The project is being built on a 28,000-sq-km site; when it is fully operational in 2030, it will feature 50 hotels, a luxury marina, and a range of entertainment and leisure facilities. The site’s entire transport network, including a new airport, will be powered by renewable energy.
In a recognition of its commitment to sustainability, at the end of 2021 the Red Sea tourism project was named the ESG Initiative of the Year by the Chartered Governance Institute UK and Ireland.
Meanwhile, at the level of individual hotels, December 2021 saw the opening of what purports to be the world’s first net-zero hotel.
Run by hospitality brand Room2 in the London neighbourhood of Chiswick, the hotel features 86 rooms powered by solar panels and ground source heat pumps, alongside a host of other environmentally friendly features.
Airlines’ move towards net zero
When it comes to air travel, a range of initiatives are under way to help the industry transition to net zero.
In 2016 the UN launched its Carbon Offsetting and Reduction Scheme for International Aviation (CORSIA).

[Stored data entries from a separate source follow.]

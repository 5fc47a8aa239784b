use std::io::Read;
use std::path::{Path, PathBuf};

use clap::{Parser, Subcommand};
use tracing_subscriber::EnvFilter;

use ninja_taisen_engine::engine::arena::{arena_instructions, read_instructions, simulate_many, write_results};
use ninja_taisen_engine::engine::bot_profiles::{load_default_profiles, load_profiles, BotProfilesFile};
use ninja_taisen_engine::engine::bot_strategy::DEFAULT_STRATEGY;
use ninja_taisen_engine::engine::models::{ChooseRequest, ExecuteRequest};
use ninja_taisen_engine::games::ninja_taisen::plugin::{choose, execute};
use ninja_taisen_engine::games::ninja_taisen::types::Team;

#[derive(Parser)]
#[command(name = "ninja-taisen", about = "Ninja Taisen game engine and simulator")]
struct Cli {
    /// Path to profiles.toml (default: auto-discover)
    #[arg(long, global = true, env = "NINJA_TAISEN_PROFILES")]
    profiles: Option<PathBuf>,

    #[command(subcommand)]
    command: Command,
}

#[derive(Subcommand)]
enum Command {
    /// Simulate many games in parallel and write JSON lines results
    Simulate {
        /// Number of games (ignored with --instructions)
        #[arg(long, default_value = "100")]
        games: usize,

        /// Seed of the first game; game i uses seed + i
        #[arg(long, default_value = "42")]
        seed: u64,

        #[arg(long, default_value = DEFAULT_STRATEGY)]
        monkey: String,

        #[arg(long, default_value = DEFAULT_STRATEGY)]
        wolf: String,

        /// JSON array of instructions to run instead of generated ones
        #[arg(long)]
        instructions: Option<PathBuf>,

        /// Games per parallel block
        #[arg(long, default_value = "10")]
        per_worker: usize,

        /// Worker threads (default: one per core)
        #[arg(long, env = "NINJA_TAISEN_THREADS")]
        threads: Option<usize>,

        /// Override max_turns from the profiles file
        #[arg(long)]
        max_turns: Option<usize>,

        /// Override starting_team from the profiles file
        #[arg(long)]
        starting_team: Option<Team>,

        #[arg(long, short, default_value = "results.jsonl")]
        output: PathBuf,
    },
    /// Choose a plan for one turn (request JSON from a file or stdin)
    Choose {
        request: Option<PathBuf>,
    },
    /// Apply a plan to a board (request JSON from a file or stdin)
    Execute {
        request: Option<PathBuf>,
    },
}

fn read_input(path: Option<&Path>) -> Result<String, Box<dyn std::error::Error>> {
    match path {
        Some(p) => Ok(std::fs::read_to_string(p).map_err(|e| format!("{}: {}", p.display(), e))?),
        None => {
            let mut input = String::new();
            std::io::stdin().read_to_string(&mut input)?;
            Ok(input)
        }
    }
}

fn main() -> Result<(), Box<dyn std::error::Error>> {
    tracing_subscriber::fmt()
        .with_writer(std::io::stderr)
        .with_env_filter(EnvFilter::from_default_env().add_directive("info".parse()?))
        .init();

    let cli = Cli::parse();

    let mut profiles: BotProfilesFile = match cli.profiles {
        Some(ref path) => load_profiles(path).map_err(|e| format!("Failed to load profiles: {}", e))?,
        None => load_default_profiles(),
    };

    match cli.command {
        Command::Simulate {
            games,
            seed,
            monkey,
            wolf,
            instructions,
            per_worker,
            threads,
            max_turns,
            starting_team,
            output,
        } => {
            if let Some(n) = threads {
                rayon::ThreadPoolBuilder::new().num_threads(n).build_global()?;
            }
            if let Some(n) = max_turns {
                profiles.simulation.max_turns = n;
            }
            if let Some(team) = starting_team {
                profiles.simulation.starting_team = team;
            }

            let instructions = match instructions {
                Some(ref path) => read_instructions(path)?,
                None => arena_instructions(&monkey, &wolf, games, seed, false),
            };
            tracing::info!(
                games = instructions.len(),
                max_turns = profiles.simulation.max_turns,
                starting_team = %profiles.simulation.starting_team,
                "starting simulation"
            );

            let results = simulate_many(&instructions, &profiles, per_worker, None)?;
            write_results(&output, &results)?;
        }
        Command::Choose { request } => {
            let request: ChooseRequest = serde_json::from_str(&read_input(request.as_deref())?)?;
            let response = choose(&request, &profiles)?;
            println!("{}", serde_json::to_string(&response)?);
        }
        Command::Execute { request } => {
            let request: ExecuteRequest = serde_json::from_str(&read_input(request.as_deref())?)?;
            let response = execute(&request)?;
            println!("{}", serde_json::to_string(&response)?);
        }
    }

    Ok(())
}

The scheme is intended to empower carriers to purchase emissions reduction offsets from other sectors, thereby compensating for any increase in their own emissions.
CORSIA’s pilot phase launched on January 1, 2021, with 88 states participating. Its voluntary first phase begins in 2024, followed in 2027 by a mandatory second phase.
The International Air Transport Association’s Aviation Carbon Exchange (ACE) also launched at the start of last year.
ACE is a centralised marketplace for CORSIA-compliant emission units, enabling airlines and other aviation stakeholders to trade carbon emission reductions.
At the end of 2021 Qatar Airlines became the first carrier in the world to make a transaction on ACE.
Indeed, Gulf airlines are at the forefront of the industry’s drive to become carbon neutral.
At the 54th Annual General Meeting of Arab Air Carriers Organisation (AACO) – held in Doha in November last year – a resolution was signed to reach net zero by 2050. Headquartered in Lebanon, AACO’s membership comprises 32 airlines based out of 19 countries.
In this, AACO followed the example of the EU’s aviation industry, which in February last year unveiled a roadmap for carbon neutrality.
“Destination 2050 – A Route to Net Zero European Aviation” lays out how to reduce carbon emissions from all flights within and departing from the EU by 45% by 2030, before reaching net-zero emissions by 2050.
It remains to be seen when other, comparable bodies will follow suit.